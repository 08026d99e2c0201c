// Gateway file to expose integration tests from the integration/ subdirectory
// Each test file in integration/ needs to be included here

mod common;

#[path = "integration/test_retrieval_properties.rs"]
mod test_retrieval_properties;

#[path = "integration/test_rebuild_lifecycle.rs"]
mod test_rebuild_lifecycle;

#[path = "integration/test_backup_retention.rs"]
mod test_backup_retention;

#[path = "integration/test_json_source.rs"]
mod test_json_source;
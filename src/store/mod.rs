//! Versioned vector store: builds, persists, backs up and publishes index
//! generations.
//!
//! Readers take an `Arc` of the current [`IndexGeneration`] and never block
//! on a rebuild. A rebuild assembles the next generation off to the side,
//! snapshots the live artifacts, swaps directories on disk and finally
//! replaces the published pointer.
//!
//! On-disk layout under `data_dir`:
//!
//! ```text
//! live/             manifest.json, mapping.json, <field>.idx
//! staging-v<N>/     next version while it is being written
//! retired-v<N>/     previous live version during the swap
//! ```

mod backup;
mod generation;
mod manifest;
mod mapping;
mod retry;
mod source;

pub use backup::{BackupManager, SNAPSHOT_META_FILE, SnapshotInfo, select_for_pruning};
pub use generation::IndexGeneration;
pub use manifest::{MANIFEST_FILE, StoreManifest};
pub use mapping::{IdMapping, MAPPING_FILE, MappingEntry};
pub use retry::{Attempted, RetryPolicy, Transient};
pub use source::{BugSource, InMemoryBugSource, JsonFileBugSource, SourceError};

use std::collections::BTreeMap;
use std::fs;
use std::io;
use std::path::{Path, PathBuf};
use std::sync::Arc;
use std::sync::atomic::{AtomicBool, Ordering};
use std::time::Instant;

use chrono::Utc;
use dashmap::DashMap;
use parking_lot::RwLock;
use serde::Serialize;

use crate::config::Settings;
use crate::embedding::Embedder;
use crate::error::{SearchError, SearchResult};
use crate::types::{BugId, BugReport, IndexVersion};
use crate::vector::{ArtifactError, IndexParams};

/// Directory holding the published version.
pub const LIVE_DIR: &str = "live";

/// Callback fired after a new version is published.
pub type PublishListener = Box<dyn Fn(IndexVersion) + Send + Sync>;

/// Summary of one successful rebuild.
#[derive(Debug, Clone, Serialize)]
pub struct RebuildReport {
    pub version: IndexVersion,
    pub previous: Option<IndexVersion>,
    pub report_count: usize,
    /// Field texts the embedder rejected
    pub skipped_fields: usize,
    /// Backup of the version that was replaced
    pub snapshot: Option<SnapshotInfo>,
    pub pruned_snapshots: usize,
    pub elapsed_ms: u64,
}

/// How [`VectorStore::load`] obtained its version.
#[derive(Debug, Clone)]
pub enum LoadOutcome {
    Loaded(IndexVersion),
    Rebuilt(RebuildReport),
}

impl LoadOutcome {
    pub fn version(&self) -> IndexVersion {
        match self {
            LoadOutcome::Loaded(version) => *version,
            LoadOutcome::Rebuilt(report) => report.version,
        }
    }
}

/// Clears the rebuild flag when the rebuild ends, however it ends.
struct RebuildGuard<'a>(&'a AtomicBool);

impl<'a> RebuildGuard<'a> {
    fn acquire(flag: &'a AtomicBool) -> Option<Self> {
        flag.compare_exchange(false, true, Ordering::AcqRel, Ordering::Acquire)
            .ok()
            .map(|_| Self(flag))
    }
}

impl Drop for RebuildGuard<'_> {
    fn drop(&mut self) {
        self.0.store(false, Ordering::Release);
    }
}

pub struct VectorStore {
    live: RwLock<Option<Arc<IndexGeneration>>>,
    embedder: Arc<dyn Embedder>,
    source: Arc<dyn BugSource>,
    /// Reports waiting for the next rebuild
    staged: DashMap<BugId, BugReport>,
    backups: BackupManager,
    data_dir: PathBuf,
    params: IndexParams,
    retry: RetryPolicy,
    retention_days: u32,
    rebuilding: AtomicBool,
    listeners: RwLock<Vec<PublishListener>>,
}

impl std::fmt::Debug for VectorStore {
    fn fmt(&self, f: &mut std::fmt::Formatter<'_>) -> std::fmt::Result {
        f.debug_struct("VectorStore")
            .field("data_dir", &self.data_dir)
            .field("version", &self.version())
            .field("staged", &self.staged.len())
            .field("rebuilding", &self.is_rebuilding())
            .finish()
    }
}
○ ○ ○
### [Exercise objective]
In the listing above, which lines include the string "Ordering"? Return every one of them.

### [Worked solution]
use std::sync::atomic::{AtomicBool, Ordering};
        flag.compare_exchange(false, true, Ordering::AcqRel, Ordering::Acquire)
        self.0.store(false, Ordering::Release);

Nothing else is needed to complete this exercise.